» WHAT THIS TASK INVOLVES
In the listing, find every line that has the string "crates" and copy it.

» INFORMATION GIVEN
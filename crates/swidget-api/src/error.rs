use thiserror::Error;

/// Top-level error type for the `swidget-api` crate.
///
/// Covers every failure mode across both transports: the HTTP API,
/// the authenticated websocket, discovery, and provisioning.
/// `swidget-core` maps these into user-facing diagnostics.
#[derive(Debug, Error)]
pub enum Error {
    // ── Authentication ──────────────────────────────────────────────
    /// The device rejected our credentials (HTTP 401/403 or a failed
    /// websocket challenge).
    #[error("Authentication failed: {reason}")]
    AuthenticationFailed { reason: String },

    // ── Transport ───────────────────────────────────────────────────
    /// HTTP transport error (connection refused, DNS failure, etc.)
    #[error("HTTP transport error: {0}")]
    Transport(#[from] reqwest::Error),

    /// URL parsing error.
    #[error("Invalid URL: {0}")]
    InvalidUrl(#[from] url::ParseError),

    /// Request timed out.
    #[error("Request timed out after {timeout_secs}s")]
    Timeout { timeout_secs: u64 },

    /// TLS configuration or certificate error.
    #[error("TLS error: {0}")]
    Tls(String),

    /// Socket-level I/O failure (discovery, raw sockets).
    #[error("I/O error: {0}")]
    Io(#[from] std::io::Error),

    // ── HTTP API ────────────────────────────────────────────────────
    /// Non-success HTTP status from the device.
    #[error("Device API error (HTTP {status}): {message}")]
    Http { status: u16, message: String },

    // ── WebSocket ───────────────────────────────────────────────────
    /// The websocket could not be opened.
    #[error("WebSocket connection failed: {0}")]
    ConnectionFailed(String),

    /// WebSocket closed by the device or by us.
    #[error("WebSocket closed (code {code}): {reason}")]
    WebSocketClosed { code: u16, reason: String },

    /// An inbound frame could not be parsed at all.
    #[error("Malformed frame: {reason}")]
    MalformedFrame { reason: String },

    // ── Data ────────────────────────────────────────────────────────
    /// JSON deserialization failed, with the raw body for debugging.
    #[error("Deserialization error: {message}")]
    Deserialization { message: String, body: String },

    // ── Provisioning ────────────────────────────────────────────────
    /// Wi-Fi provisioning did not reach a successful connection.
    #[error("Provisioning failed: {reason}")]
    Provisioning { reason: String },

    // ── Mode ────────────────────────────────────────────────────────
    /// Operation needs a transport that is not available right now.
    #[error("Unsupported operation: {0}")]
    UnsupportedOperation(&'static str),
}

impl Error {
    /// Returns `true` if this error indicates the device refused our secret.
    pub fn is_auth_failure(&self) -> bool {
        matches!(self, Self::AuthenticationFailed { .. })
    }

    /// Returns `true` if this is a transient error worth retrying.
    pub fn is_transient(&self) -> bool {
        match self {
            Self::Transport(e) => e.is_timeout() || e.is_connect(),
            Self::Timeout { .. } | Self::ConnectionFailed(_) | Self::WebSocketClosed { .. } => true,
            _ => false,
        }
    }

    /// Returns `true` if this is a "not found" error.
    pub fn is_not_found(&self) -> bool {
        match self {
            Self::Transport(e) => e.status() == Some(reqwest::StatusCode::NOT_FOUND),
            Self::Http { status: 404, .. } => true,
            _ => false,
        }
    }
}

#[cfg(test)]
mod tests {
    use super::*;

    #[test]
    fn classifies_transient_errors() {
        assert!(Error::ConnectionFailed("refused".into()).is_transient());
        assert!(Error::Timeout { timeout_secs: 5 }.is_transient());
        assert!(!Error::AuthenticationFailed { reason: "bad key".into() }.is_transient());
        assert!(!Error::UnsupportedOperation("send_config").is_transient());
    }

    #[test]
    fn classifies_auth_and_not_found() {
        assert!(Error::AuthenticationFailed { reason: "nope".into() }.is_auth_failure());
        assert!(Error::Http { status: 404, message: String::new() }.is_not_found());
        assert!(!Error::Http { status: 500, message: String::new() }.is_not_found());
    }
}
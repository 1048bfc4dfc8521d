// swidget-core: Device handle, dispatch and cached state between swidget-api and consumers (CLI).

pub mod capability;
pub mod config;
pub mod convert;
pub mod device;
pub mod discovery;
pub mod dispatch;
pub mod error;
pub mod model;
pub mod provision;
pub mod store;
pub mod subscriber;

// ── Primary re-exports ──────────────────────────────────────────────
pub use capability::{Dimmer, MAX_BRIGHTNESS, TimerSwitch};
pub use config::DeviceConfig;
pub use device::{DEFAULT_STREAM_ENCODING, Device, UNKNOWN_DEVICE_NAME, UPDATE_THROTTLE};
pub use discovery::{DiscoveredDevice, discover_devices, discover_single};
pub use error::CoreError;
pub use provision::{ProvisionPolicy, ProvisionRequest, Provisioned, provision_wifi};
pub use store::StateStore;
pub use subscriber::Subscriber;

// Socket-level types consumers see through `Device`.
pub use swidget_api::websocket::{ConnectionStatus, NotificationKind, StateDelta};

// Re-export model types at the crate root for ergonomics.
pub use model::{Assembly, Component, DeviceConfiguration, DeviceState, DeviceType, HwInfo, InsertType, Summary};
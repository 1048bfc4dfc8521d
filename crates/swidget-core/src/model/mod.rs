// ── Domain model ──
//
// Typed view of a Swidget device: what it is (`DeviceType`, `InsertType`),
// how it is laid out (`Assembly`, `Component`), and the cached values the
// store hands out as snapshots (`DeviceState`).

pub mod configuration;
pub mod device_type;
pub mod info;
pub mod state;

// ── Re-exports ──────────────────────────────────────────────────────

pub use configuration::DeviceConfiguration;
pub use device_type::{DeviceType, InsertType};
pub use info::HwInfo;
pub use state::{Assembly, Component, DeviceState, HOST, INSERT, Summary};
// SSDP discovery of Swidget devices on the local network.
//
// Sends one M-SEARCH for the Swidget service type to the SSDP multicast group
// and collects unicast replies until the timeout. Devices answer with a
// SERVER header shaped like `Swidget/1.0 dimmer+USB/"Kitchen"`.

use std::collections::BTreeMap;
use std::net::{Ipv4Addr, SocketAddr, SocketAddrV4};
use std::time::Duration;

use tokio::net::UdpSocket;
use tokio::time::Instant;
use url::Url;

use crate::error::Error;

/// Search target advertised by Swidget devices.
pub const SWIDGET_ST: &str = "urn:swidget:pico:1";

/// How long to listen for replies when the caller has no preference.
pub const DEFAULT_DISCOVERY_TIMEOUT: Duration = Duration::from_secs(5);

const SSDP_MULTICAST: SocketAddrV4 = SocketAddrV4::new(Ipv4Addr::new(239, 255, 255, 250), 1900);
const DEFAULT_FRIENDLY_NAME: &str = "Swidget Discovered Device";

/// A device that answered the M-SEARCH.
#[derive(Debug, Clone, PartialEq, Eq)]
pub struct DiscoveredDevice {
    pub mac: String,
    pub host: String,
    pub friendly_name: String,
    /// Raw host type tag, e.g. `dimmer`.
    pub host_type: Option<String>,
    /// Raw insert type tag, e.g. `USB`.
    pub insert_type: Option<String>,
}

/// Broadcast one M-SEARCH and collect replies for `timeout`, keyed by MAC.
pub async fn discover_devices(timeout: Duration) -> Result<BTreeMap<String, DiscoveredDevice>, Error> {
    let socket = UdpSocket::bind(SocketAddrV4::new(Ipv4Addr::UNSPECIFIED, 0)).await?;
    let request = search_request(timeout);
    socket.send_to(request.as_bytes(), SocketAddr::V4(SSDP_MULTICAST)).await?;
    tracing::debug!(timeout_ms = u64::try_from(timeout.as_millis()).unwrap_or(u64::MAX), "sent SSDP M-SEARCH");

    let deadline = Instant::now() + timeout;
    let mut devices = BTreeMap::new();
    let mut buf = vec![0u8; 2048];

    loop {
        let received = tokio::select! {
            () = tokio::time::sleep_until(deadline) => break,
            received = socket.recv_from(&mut buf) => received,
        };
        let (len, from) = match received {
            Ok(r) => r,
            Err(e) => {
                tracing::debug!(error = %e, "SSDP receive failed");
                continue;
            }
        };
        let text = String::from_utf8_lossy(&buf[..len]);
        match parse_response(&text) {
            Some(device) => {
                tracing::debug!(name = %device.friendly_name, host = %device.host, "Swidget device found");
                devices.insert(device.mac.clone(), device);
            }
            None => tracing::trace!(%from, "ignoring SSDP reply"),
        }
    }

    Ok(devices)
}

fn search_request(timeout: Duration) -> String {
    format!(
        "M-SEARCH * HTTP/1.1\r\n\
         HOST: {SSDP_MULTICAST}\r\n\
         MAN: \"ssdp:discover\"\r\n\
         MX: {}\r\n\
         ST: {SWIDGET_ST}\r\n\
         \r\n",
        timeout.as_secs().max(1)
    )
}

/// Parse one SSDP reply. Returns `None` for replies that are not from a
/// Swidget device or lack a usable location.
pub fn parse_response(raw: &str) -> Option<DiscoveredDevice> {
    let mut lines = raw.lines();
    let status = lines.next()?;
    if !status.starts_with("HTTP/") {
        return None;
    }

    let headers: BTreeMap<String, &str> = lines
        .filter_map(|line| line.split_once(':'))
        .map(|(name, value)| (name.trim().to_ascii_uppercase(), value.trim()))
        .collect();

    if headers.get("ST").copied() != Some(SWIDGET_ST) {
        return None;
    }

    let mac = headers.get("USN")?.rsplit('-').next()?.to_owned();
    let host = Url::parse(headers.get("LOCATION")?).ok()?.host_str()?.to_owned();

    let server = headers.get("SERVER").copied().unwrap_or_default();
    let (host_type, insert_type) = server_types(server);
    let friendly_name = server
        .split('/')
        .nth(2)
        .map(|name| name.trim().trim_matches('"').to_owned())
        .filter(|name| !name.is_empty())
        .unwrap_or_else(|| DEFAULT_FRIENDLY_NAME.to_owned());

    Some(DiscoveredDevice {
        mac,
        host,
        friendly_name,
        host_type,
        insert_type,
    })
}

/// `Swidget/1.0 dimmer+USB/"name"` → (`dimmer`, `USB`)
fn server_types(server: &str) -> (Option<String>, Option<String>) {
    let Some(product) = server.split(' ').nth(1) else {
        return (None, None);
    };
    let mut parts = product.splitn(2, '+');
    let host_type = parts.next().filter(|s| !s.is_empty()).map(str::to_owned);
    let insert_type = parts
        .next()
        .and_then(|rest| rest.split('/').next())
        .filter(|s| !s.is_empty())
        .map(str::to_owned);
    (host_type, insert_type)
}
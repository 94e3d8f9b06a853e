//! Signal measurement repository contract and SQLite implementation.
//!
//! # Responsibility
//! - Provide stable CRUD APIs over the `signal_measurements` table.
//! - Verify the referenced asset exists before dependent writes.
//!
//! # Invariants
//! - `create_signal`/`update_signal` issue no mutating statement when the
//!   referenced asset is absent.
//! - The existence check and the following mutation are separate statements;
//!   an asset deleted between them can leave an orphaned signal row.

use crate::db::ConnectionProvider;
use crate::model::asset::AssetId;
use crate::model::signal::{NewSignalMeasurement, SignalId, SignalMeasurement};
use crate::repo::{RepoError, RepoResult};
use log::{info, warn};
use rusqlite::{params, Connection, Row};

const SIGNAL_SELECT_SQL: &str =
    "SELECT signal_id, signal_tag, register_address, asset_id FROM signal_measurements";

/// Repository interface for signal measurement CRUD operations.
pub trait SignalMeasurementRepository {
    /// Lists all signal measurements ordered by id.
    fn list_signals(&self) -> RepoResult<Vec<SignalMeasurement>>;
    /// Gets one signal measurement by id; absence is data, not an error.
    fn get_signal(&self, id: SignalId) -> RepoResult<Option<SignalMeasurement>>;
    /// Creates one signal measurement after verifying its asset exists.
    fn create_signal(&self, signal: &NewSignalMeasurement) -> RepoResult<SignalId>;
    /// Applies a full-record update after verifying the asset reference.
    fn update_signal(&self, signal: &SignalMeasurement) -> RepoResult<usize>;
    /// Deletes by id; an absent id yields a count of 0, not an error.
    fn delete_signal(&self, id: SignalId) -> RepoResult<usize>;
}

/// SQLite-backed signal measurement repository.
pub struct SqliteSignalMeasurementRepository<'p> {
    provider: &'p ConnectionProvider,
}

impl<'p> SqliteSignalMeasurementRepository<'p> {
    pub fn new(provider: &'p ConnectionProvider) -> Self {
        Self { provider }
    }
}

impl SignalMeasurementRepository for SqliteSignalMeasurementRepository<'_> {
    fn list_signals(&self) -> RepoResult<Vec<SignalMeasurement>> {
        let conn = self.provider.acquire()?;
        let mut stmt = conn.prepare(&format!("{SIGNAL_SELECT_SQL} ORDER BY signal_id ASC;"))?;
        let mut rows = stmt.query([])?;
        let mut signals = Vec::new();

        while let Some(row) = rows.next()? {
            signals.push(parse_signal_row(row)?);
        }

        Ok(signals)
    }

    fn get_signal(&self, id: SignalId) -> RepoResult<Option<SignalMeasurement>> {
        let conn = self.provider.acquire()?;
        let mut stmt = conn.prepare(&format!("{SIGNAL_SELECT_SQL} WHERE signal_id = ?1;"))?;
        let mut rows = stmt.query(params![id])?;

        if let Some(row) = rows.next()? {
            return Ok(Some(parse_signal_row(row)?));
        }

        Ok(None)
    }

    fn create_signal(&self, signal: &NewSignalMeasurement) -> RepoResult<SignalId> {
        signal.validate()?;

        let conn = self.provider.acquire()?;
        ensure_asset_exists(&conn, signal.asset_id)?;

        conn.execute(
            "INSERT INTO signal_measurements (signal_tag, register_address, asset_id)
             VALUES (?1, ?2, ?3);",
            params![
                signal.signal_tag.as_str(),
                signal.register_address.as_str(),
                signal.asset_id,
            ],
        )?;

        let id = conn.last_insert_rowid();
        info!(
            "event=signal_create module=repo status=ok signal_id={id} asset_id={}",
            signal.asset_id
        );
        Ok(id)
    }

    fn update_signal(&self, signal: &SignalMeasurement) -> RepoResult<usize> {
        signal.validate()?;

        let conn = self.provider.acquire()?;
        ensure_asset_exists(&conn, signal.asset_id)?;

        let changed = conn.execute(
            "UPDATE signal_measurements
             SET signal_tag = ?1, register_address = ?2, asset_id = ?3
             WHERE signal_id = ?4;",
            params![
                signal.signal_tag.as_str(),
                signal.register_address.as_str(),
                signal.asset_id,
                signal.signal_id,
            ],
        )?;

        if changed == 0 {
            warn!(
                "event=signal_update module=repo status=no_match signal_id={}",
                signal.signal_id
            );
        }

        Ok(changed)
    }

    fn delete_signal(&self, id: SignalId) -> RepoResult<usize> {
        let conn = self.provider.acquire()?;
        let changed = conn.execute(
            "DELETE FROM signal_measurements WHERE signal_id = ?1;",
            params![id],
        )?;

        if changed == 0 {
            warn!("event=signal_delete module=repo status=no_match signal_id={id}");
        }

        Ok(changed)
    }
}

/// Fails fast when the referenced asset row is absent.
///
/// Runs on the operation's own connection, before the mutating statement.
/// Not atomic with the mutation that follows.
fn ensure_asset_exists(conn: &Connection, asset_id: AssetId) -> RepoResult<()> {
    let exists: i64 = conn.query_row(
        "SELECT EXISTS(SELECT 1 FROM assets WHERE asset_id = ?1);",
        params![asset_id],
        |row| row.get(0),
    )?;

    if exists != 1 {
        warn!("event=signal_write module=repo status=missing_parent asset_id={asset_id}");
        return Err(RepoError::MissingParent {
            parent: "asset",
            id: asset_id,
        });
    }

    Ok(())
}

fn parse_signal_row(row: &Row<'_>) -> RepoResult<SignalMeasurement> {
    let signal = SignalMeasurement {
        signal_id: row.get("signal_id")?,
        signal_tag: row.get("signal_tag")?,
        register_address: row.get("register_address")?,
        asset_id: row.get("asset_id")?,
    };
    signal
        .validate()
        .map_err(|err| RepoError::InvalidData(format!("signal {}: {err}", signal.signal_id)))?;
    Ok(signal)
}
//! Device repository contract and SQLite implementation.
//!
//! # Responsibility
//! - Provide stable CRUD APIs over the root `devices` table.
//! - Keep SQL details inside the core persistence boundary.
//!
//! # Invariants
//! - Each operation acquires its own connection and releases it on return.
//! - Devices have no parent; `create_device` performs no existence checks.

use crate::db::ConnectionProvider;
use crate::model::device::{Device, DeviceId, NewDevice};
use crate::repo::{RepoError, RepoResult};
use log::{info, warn};
use rusqlite::{params, Row};

const DEVICE_SELECT_SQL: &str = "SELECT device_id, name, description FROM devices";

/// Repository interface for device CRUD operations.
pub trait DeviceRepository {
    /// Lists all devices ordered by id.
    fn list_devices(&self) -> RepoResult<Vec<Device>>;
    /// Gets one device by id; absence is data, not an error.
    fn get_device(&self, id: DeviceId) -> RepoResult<Option<Device>>;
    /// Creates one device and returns the store-generated id.
    fn create_device(&self, device: &NewDevice) -> RepoResult<DeviceId>;
    /// Applies a full-record update; returns the affected row count.
    fn update_device(&self, device: &Device) -> RepoResult<usize>;
    /// Deletes by id; an absent id yields a count of 0, not an error.
    fn delete_device(&self, id: DeviceId) -> RepoResult<usize>;
}

/// SQLite-backed device repository.
pub struct SqliteDeviceRepository<'p> {
    provider: &'p ConnectionProvider,
}

impl<'p> SqliteDeviceRepository<'p> {
    pub fn new(provider: &'p ConnectionProvider) -> Self {
        Self { provider }
    }
}

impl DeviceRepository for SqliteDeviceRepository<'_> {
    fn list_devices(&self) -> RepoResult<Vec<Device>> {
        let conn = self.provider.acquire()?;
        let mut stmt = conn.prepare(&format!("{DEVICE_SELECT_SQL} ORDER BY device_id ASC;"))?;
        let mut rows = stmt.query([])?;
        let mut devices = Vec::new();

        while let Some(row) = rows.next()? {
            devices.push(parse_device_row(row)?);
        }

        Ok(devices)
    }

    fn get_device(&self, id: DeviceId) -> RepoResult<Option<Device>> {
        let conn = self.provider.acquire()?;
        let mut stmt = conn.prepare(&format!("{DEVICE_SELECT_SQL} WHERE device_id = ?1;"))?;
        let mut rows = stmt.query(params![id])?;

        if let Some(row) = rows.next()? {
            return Ok(Some(parse_device_row(row)?));
        }

        Ok(None)
    }

    fn create_device(&self, device: &NewDevice) -> RepoResult<DeviceId> {
        device.validate()?;

        let conn = self.provider.acquire()?;
        conn.execute(
            "INSERT INTO devices (name, description) VALUES (?1, ?2);",
            params![device.name.as_str(), device.description.as_deref()],
        )?;

        let id = conn.last_insert_rowid();
        info!("event=device_create module=repo status=ok device_id={id}");
        Ok(id)
    }

    fn update_device(&self, device: &Device) -> RepoResult<usize> {
        device.validate()?;

        let conn = self.provider.acquire()?;
        let changed = conn.execute(
            "UPDATE devices SET name = ?1, description = ?2 WHERE device_id = ?3;",
            params![
                device.name.as_str(),
                device.description.as_deref(),
                device.device_id,
            ],
        )?;

        if changed == 0 {
            warn!(
                "event=device_update module=repo status=no_match device_id={}",
                device.device_id
            );
        }

        Ok(changed)
    }

    fn delete_device(&self, id: DeviceId) -> RepoResult<usize> {
        let conn = self.provider.acquire()?;
        let changed = conn.execute("DELETE FROM devices WHERE device_id = ?1;", params![id])?;

        if changed == 0 {
            warn!("event=device_delete module=repo status=no_match device_id={id}");
        }

        Ok(changed)
    }
}

fn parse_device_row(row: &Row<'_>) -> RepoResult<Device> {
    let device = Device {
        device_id: row.get("device_id")?,
        name: row.get("name")?,
        description: row.get("description")?,
    };
    device
        .validate()
        .map_err(|err| RepoError::InvalidData(format!("device {}: {err}", device.device_id)))?;
    Ok(device)
}
//! Asset repository contract and SQLite implementation.
//!
//! # Responsibility
//! - Provide stable CRUD APIs over the `assets` table.
//! - Verify the referenced device exists before dependent writes.
//!
//! # Invariants
//! - `create_asset`/`update_asset` issue no mutating statement when the
//!   referenced device is absent.
//! - The existence check and the following mutation are separate statements;
//!   a device deleted between them can leave an orphaned asset row.

use crate::db::ConnectionProvider;
use crate::model::asset::{Asset, AssetId, NewAsset};
use crate::model::device::DeviceId;
use crate::repo::{RepoError, RepoResult};
use log::{info, warn};
use rusqlite::{params, Connection, Row};

const ASSET_SELECT_SQL: &str = "SELECT asset_id, name, device_id FROM assets";

/// Repository interface for asset CRUD operations.
pub trait AssetRepository {
    /// Lists all assets ordered by id.
    fn list_assets(&self) -> RepoResult<Vec<Asset>>;
    /// Gets one asset by id; absence is data, not an error.
    fn get_asset(&self, id: AssetId) -> RepoResult<Option<Asset>>;
    /// Creates one asset after verifying its device exists.
    fn create_asset(&self, asset: &NewAsset) -> RepoResult<AssetId>;
    /// Applies a full-record update after verifying the device reference.
    fn update_asset(&self, asset: &Asset) -> RepoResult<usize>;
    /// Deletes by id; an absent id yields a count of 0, not an error.
    fn delete_asset(&self, id: AssetId) -> RepoResult<usize>;
}

/// SQLite-backed asset repository.
pub struct SqliteAssetRepository<'p> {
    provider: &'p ConnectionProvider,
}

impl<'p> SqliteAssetRepository<'p> {
    pub fn new(provider: &'p ConnectionProvider) -> Self {
        Self { provider }
    }
}

impl AssetRepository for SqliteAssetRepository<'_> {
    fn list_assets(&self) -> RepoResult<Vec<Asset>> {
        let conn = self.provider.acquire()?;
        let mut stmt = conn.prepare(&format!("{ASSET_SELECT_SQL} ORDER BY asset_id ASC;"))?;
        let mut rows = stmt.query([])?;
        let mut assets = Vec::new();

        while let Some(row) = rows.next()? {
            assets.push(parse_asset_row(row)?);
        }

        Ok(assets)
    }

    fn get_asset(&self, id: AssetId) -> RepoResult<Option<Asset>> {
        let conn = self.provider.acquire()?;
        let mut stmt = conn.prepare(&format!("{ASSET_SELECT_SQL} WHERE asset_id = ?1;"))?;
        let mut rows = stmt.query(params![id])?;

        if let Some(row) = rows.next()? {
            return Ok(Some(parse_asset_row(row)?));
        }

        Ok(None)
    }

    fn create_asset(&self, asset: &NewAsset) -> RepoResult<AssetId> {
        asset.validate()?;

        let conn = self.provider.acquire()?;
        ensure_device_exists(&conn, asset.device_id)?;

        conn.execute(
            "INSERT INTO assets (name, device_id) VALUES (?1, ?2);",
            params![asset.name.as_str(), asset.device_id],
        )?;

        let id = conn.last_insert_rowid();
        info!(
            "event=asset_create module=repo status=ok asset_id={id} device_id={}",
            asset.device_id
        );
        Ok(id)
    }

    fn update_asset(&self, asset: &Asset) -> RepoResult<usize> {
        asset.validate()?;

        let conn = self.provider.acquire()?;
        ensure_device_exists(&conn, asset.device_id)?;

        let changed = conn.execute(
            "UPDATE assets SET name = ?1, device_id = ?2 WHERE asset_id = ?3;",
            params![asset.name.as_str(), asset.device_id, asset.asset_id],
        )?;

        if changed == 0 {
            warn!(
                "event=asset_update module=repo status=no_match asset_id={}",
                asset.asset_id
            );
        }

        Ok(changed)
    }

    fn delete_asset(&self, id: AssetId) -> RepoResult<usize> {
        let conn = self.provider.acquire()?;
        let changed = conn.execute("DELETE FROM assets WHERE asset_id = ?1;", params![id])?;

        if changed == 0 {
            warn!("event=asset_delete module=repo status=no_match asset_id={id}");
        }

        Ok(changed)
    }
}

/// Fails fast when the referenced device row is absent.
///
/// Runs on the operation's own connection, before the mutating statement.
/// Not atomic with the mutation that follows.
fn ensure_device_exists(conn: &Connection, device_id: DeviceId) -> RepoResult<()> {
    let exists: i64 = conn.query_row(
        "SELECT EXISTS(SELECT 1 FROM devices WHERE device_id = ?1);",
        params![device_id],
        |row| row.get(0),
    )?;

    if exists != 1 {
        warn!("event=asset_write module=repo status=missing_parent device_id={device_id}");
        return Err(RepoError::MissingParent {
            parent: "device",
            id: device_id,
        });
    }

    Ok(())
}

fn parse_asset_row(row: &Row<'_>) -> RepoResult<Asset> {
    let asset = Asset {
        asset_id: row.get("asset_id")?,
        name: row.get("name")?,
        device_id: row.get("device_id")?,
    };
    asset
        .validate()
        .map_err(|err| RepoError::InvalidData(format!("asset {}: {err}", asset.asset_id)))?;
    Ok(asset)
}
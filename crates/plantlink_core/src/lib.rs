//! Core data-access layer for the plantlink equipment registry.
//! This crate is the single source of truth for hierarchy integrity rules.

pub mod db;
pub mod logging;
pub mod model;
pub mod repo;
pub mod service;

pub use db::{ConnectionProvider, ConnectionSpec, DbError, DbResult};
pub use logging::{default_log_level, init_logging, logging_status};
pub use model::asset::{Asset, AssetId, NewAsset};
pub use model::device::{Device, DeviceId, NewDevice};
pub use model::signal::{NewSignalMeasurement, SignalId, SignalMeasurement};
pub use model::ValidationError;
pub use repo::asset_repo::{AssetRepository, SqliteAssetRepository};
pub use repo::device_repo::{DeviceRepository, SqliteDeviceRepository};
pub use repo::signal_repo::{SignalMeasurementRepository, SqliteSignalMeasurementRepository};
pub use repo::{RepoError, RepoResult};
pub use service::asset_service::{AssetService, AssetServiceError};
pub use service::device_service::{DeviceService, DeviceServiceError};
pub use service::signal_service::{SignalMeasurementService, SignalServiceError};

/// Minimal health-check API for early integration.
pub fn ping() -> &'static str {
    "pong"
}

/// Returns the core crate version.
pub fn core_version() -> &'static str {
    env!("CARGO_PKG_VERSION")
}

#[cfg(test)]
mod tests {
    use super::{core_version, ping};

    #[test]
    fn ping_returns_pong() {
        assert_eq!(ping(), "pong");
    }

    #[test]
    fn version_is_not_empty() {
        assert!(!core_version().is_empty());
    }
}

» THE ANSWER
filename crates/swidget-api/src/error.rs
filename crates/swidget-core/src/model/mod.rs
filename crates/plantlink_core/src/lib.rs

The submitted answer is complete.